# Pre-made raw was in my supermarket all this time



## OzChi (Oct 26, 2011)

I found pre-made raw in my supermarket where I do my regular weekly shop of all places! 

It was totally by accident, we were getting something from an isle that we never normally get anything from and the gondola at the end had refridgerated pet food. I picked up one of the big sausage type rolls of processed food just to read how bad the ingredients were when I saw something that looked like raw meat. I checked the ingredients which turned out to be Kangaroo mince and chicken liver and hearts but nothing else  

I grabbed a small pack consisting of 5 individual portions (one portion is the perfect size for my two little ones to share), it was labelled for cats just because of the small serving size. There were 2kg bags labelled for dogs but with the same ingredients and from the same manufacturer. In the big pack it comes to 80 cents per 100 grams and 100 grams will serve both my dogs - can't get much cheaper than that!

So excited! This will take the hasstle out of doing raw for me. Have been giving chicken wings twice weekly but was a bit reluctant to go the whole hog until now. This plus a few chicken wings and a bit of kidney a couple of times a week and I'm set. That and their weekend breakfast treat of a lightly scrambled egg which they practically do backflips over.

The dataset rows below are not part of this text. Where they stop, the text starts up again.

// III-IV
// Copyright 2023 Julio Merino
//
// Licensed under the Apache License, Version 2.0 (the "License"); you may not
// use this file except in compliance with the License.  You may obtain a copy
// of the License at:
//
//     http://www.apache.org/licenses/LICENSE-2.0
//
// Unless required by applicable law or agreed to in writing, software
// distributed under the License is distributed on an "AS IS" BASIS, WITHOUT
// WARRANTIES OR CONDITIONS OF ANY KIND, either express or implied.  See the
// License for the specific language governing permissions and limitations
// under the License.

//! Utilities to deal with environment variables.
//!
//! Configuration is read once at startup into explicit option structs by calling the functions in
//! this module with a per-component prefix.

use std::env;
use std::time::Duration;

/// Result type for environment errors.
type Result<T> = std::result::Result<T, String>;

/// Wrapper around an environment variable's value to support conversions to other types.
pub struct Value(String);

impl TryFrom<Value> for String {
    type Error = String;

    fn try_from(value: Value) -> Result<Self> {
        Ok(value.0)
    }
}

/// Generates a `TryFrom<Value>` for a type that can be parsed by `FromStr`.
macro_rules! tryfrom_value_for_fromstr [
    ( $t:ty ) => {
        impl TryFrom<Value> for $t {
            type Error = String;

            fn try_from(value: Value) -> Result<Self> {
                value.0.parse::<$t>().map_err(|e| format!("Invalid {}: {}", stringify!($t), e))
            }
        }
    }
];

tryfrom_value_for_fromstr!(bool);
tryfrom_value_for_fromstr!(u16);
tryfrom_value_for_fromstr!(u32);
tryfrom_value_for_fromstr!(u64);
tryfrom_value_for_fromstr!(usize);

impl TryFrom<Value> for Duration {
    type Error = String;

    /// Parses a duration expressed as a number followed by a unit, which can be one of `s` for
    /// seconds, `m` for minutes, `h` for hours or `d` for days.
    fn try_from(value: Value) -> Result<Self> {
        let s = value.0.trim();
        let Some(unit) = s.chars().last() else {
            return Err("Invalid duration: empty value".to_owned());
        };
        let multiplier = match unit {
            's' => 1,
            'm' => 60,
            'h' => 60 * 60,
            'd' => 24 * 60 * 60,
            _ => return Err(format!("Invalid duration '{}': unknown unit '{}'", s, unit)),
        };
        let amount = s[..s.len() - 1]
            .parse::<u64>()
            .map_err(|e| format!("Invalid duration '{}': {}", s, e))?;
        match amount.checked_mul(multiplier) {
            Some(secs) => Ok(Duration::from_secs(secs)),
            None => Err(format!("Invalid duration '{}': too large", s)),
        }
    }
}

/// Converts the raw contents of the `name` variable into a `T`, if present.
fn get_var<T: TryFrom<Value, Error = String>>(name: &str) -> Result<Option<T>> {
    match env::var(name) {
        Ok(value) => match Value(value).try_into() {
            Ok(value) => Ok(Some(value)),
            Err(e) => Err(format!("Invalid type in environment variable {}: {}", name, e)),
        },
        Err(env::VarError::NotPresent) => Ok(None),
        Err(env::VarError::NotUnicode(_)) => {
            Err(format!("Invalid value in environment variable {}", name))
        }
    }
}

/// Gets a required environment variable whose name is `<prefix>_<suffix>` with a conversion to
/// a target type `T`.
pub fn get_required_var<T: TryFrom<Value, Error = String>>(
    prefix: &str,
    suffix: &str,
) -> Result<T> {
    let name = format!("{}_{}", prefix, suffix);
    match get_var(&name)? {
        Some(value) => Ok(value),
        None => Err(format!("Required environment variable {} not present", name)),
    }
}

/// Gets an optional environment variable whose name is `<prefix>_<suffix>` with a conversion to
/// a target type `T`.
pub fn get_optional_var<T: TryFrom<Value, Error = String>>(
    prefix: &str,
    suffix: &str,
) -> Result<Option<T>> {
    get_var(&format!("{}_{}", prefix, suffix))
}

#[cfg(test)]
mod tests {
    use super::*;
    use std::ffi::OsStr;
    use std::os::unix::ffi::OsStrExt;

    #[test]
    fn test_value_to_string() {
        assert_eq!("foo bar", &TryInto::<String>::try_into(Value("foo bar".to_owned())).unwrap());
    }

    #[test]
    fn test_value_to_fromstr() {
        assert_eq!(1234u16, TryInto::<u16>::try_into(Value("1234".to_owned())).unwrap());
        assert!(TryInto::<bool>::try_into(Value("true".to_owned())).unwrap());

        let err = TryInto::<u16>::try_into(Value("-1".to_owned())).unwrap_err();
        assert!(err.starts_with("Invalid u16:"));
    }

    #[test]
    fn test_value_to_duration_ok() {
        for (raw, secs) in [("0s", 0), ("45s", 45), ("30m", 1800), ("24h", 86400), ("2d", 172800)]
        {
            let duration: Duration = Value(raw.to_owned()).try_into().unwrap();
            assert_eq!(Duration::from_secs(secs), duration, "Bad parse for {}", raw);
        }
    }

    #[test]
    fn test_value_to_duration_errors() {
        for (raw, exp_error) in [
            ("", "empty value"),
            ("10", "unknown unit"),
            ("10w", "unknown unit"),
            ("m", "empty string"),
            ("-5s", "invalid digit"),
            ("18446744073709551615d", "too large"),
        ] {
            let err = TryInto::<Duration>::try_into(Value(raw.to_owned())).unwrap_err();
            assert!(err.contains(exp_error), "'{}' does not contain '{}'", err, exp_error);
        }
    }

    #[test]
    fn test_get_required_var_ok() {
        temp_env::with_var("PREFIX_PRESENT", Some("1234"), || {
            assert_eq!("1234", &get_required_var::<String>("PREFIX", "PRESENT").unwrap());
        });
    }

    #[test]
    fn test_get_required_var_missing() {
        temp_env::with_var_unset("PREFIX_MISSING", || {
            assert_eq!(
                "Required environment variable PREFIX_MISSING not present",
                &get_required_var::<String>("PREFIX", "MISSING").unwrap_err()
            );
        });
    }

    #[test]
    fn test_get_required_var_not_utf8() {
        temp_env::with_var("PREFIX_INVALID", Some(OsStr::from_bytes(b"\xc3\x28")), || {
            assert_eq!(
                "Invalid value in environment variable PREFIX_INVALID",
                &get_required_var::<String>("PREFIX", "INVALID").unwrap_err()
            );
        });
    }

    #[test]
    fn test_get_required_var_bad_type() {
        temp_env::with_var("PREFIX_BAD", Some("b4d"), || {
            let err = get_required_var::<u16>("PREFIX", "BAD").unwrap_err();
            let exp_prefix = "Invalid type in environment variable PREFIX_BAD: Invalid u16";
            assert!(err.starts_with(exp_prefix));
        });
    }

    #[test]
    fn test_get_optional_var() {
        temp_env::with_vars(
            [("OPTIONAL_PRESENT", Some("10m")), ("OPTIONAL_MISSING", None::<&str>)],
            || {
                assert_eq!(
                    Some(Duration::from_secs(600)),
                    get_optional_var::<Duration>("OPTIONAL", "PRESENT").unwrap()
                );
                assert_eq!(None, get_optional_var::<Duration>("OPTIONAL", "MISSING").unwrap());
            },
        );
    }
}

My guys are not super into eating anything raw except chicken wings (but not raw chicken off the bone, explain that one) so they may be a bit hungry for the next few days until they decide to give it a go. It was turned down at dinner last night and breakfast today so chances are it will be eaten tonight. It has pretty much zero smell so i'm guessing that's why. I will stick to this kangaroo mince as their only food source for the rest of the week and then give them a ckicken wing on the weekend.

Hopefully this will get rid of the bit of doggy odour Ax and Chloe are starting to develop and help with Chloe's gas issues (but i think this is more from the fact that she's a gulper of food and water). I will report in on their progress


----------



## CHITheresa (Apr 30, 2011)

Cool I will have to look at my market.


----------



## Brodysmom (Jan 8, 2009)

That's awesome! Let us know what they think! Lucky dogs.


----------



## svdreamer (Feb 20, 2010)

Should raw bones be added to the mix?


----------



## susan davis (Mar 25, 2011)

If this was labeled for cats it may have some ingredients that cats need (taurine?) that dogs don't. Check and see! Sue


----------



## OzChi (Oct 26, 2011)

> Should raw bones be added to the mix?


Yep, they get 2 bone in chicken wings each per week, it usually takes them 2 sittings to get through each wing.



> If this was labeled for cats it may have some ingredients that cats need (taurine?) that dogs don't. Check and see


I checked before I bought it, only ingredients listed were kangaroo meat and chicken livers and hearts. There were other minces that had heaps of vitamins and stuff added but I decided to stick with the 100% plain meat version.


----------



## Bean's Mum (Dec 11, 2011)

Can I ask which supermarket and brand? I wonder if they have it here in Adelaide.


----------



## OzChi (Oct 26, 2011)

It's VIP pet foods from Coles. I think its called fussy cat or something like that. Has a white Persian on the packet and is in 5 little Chi sized portions.


----------



## Bean's Mum (Dec 11, 2011)

Thanks, I usually shop at Woolies but will go and have a look for it in my local Coles.


----------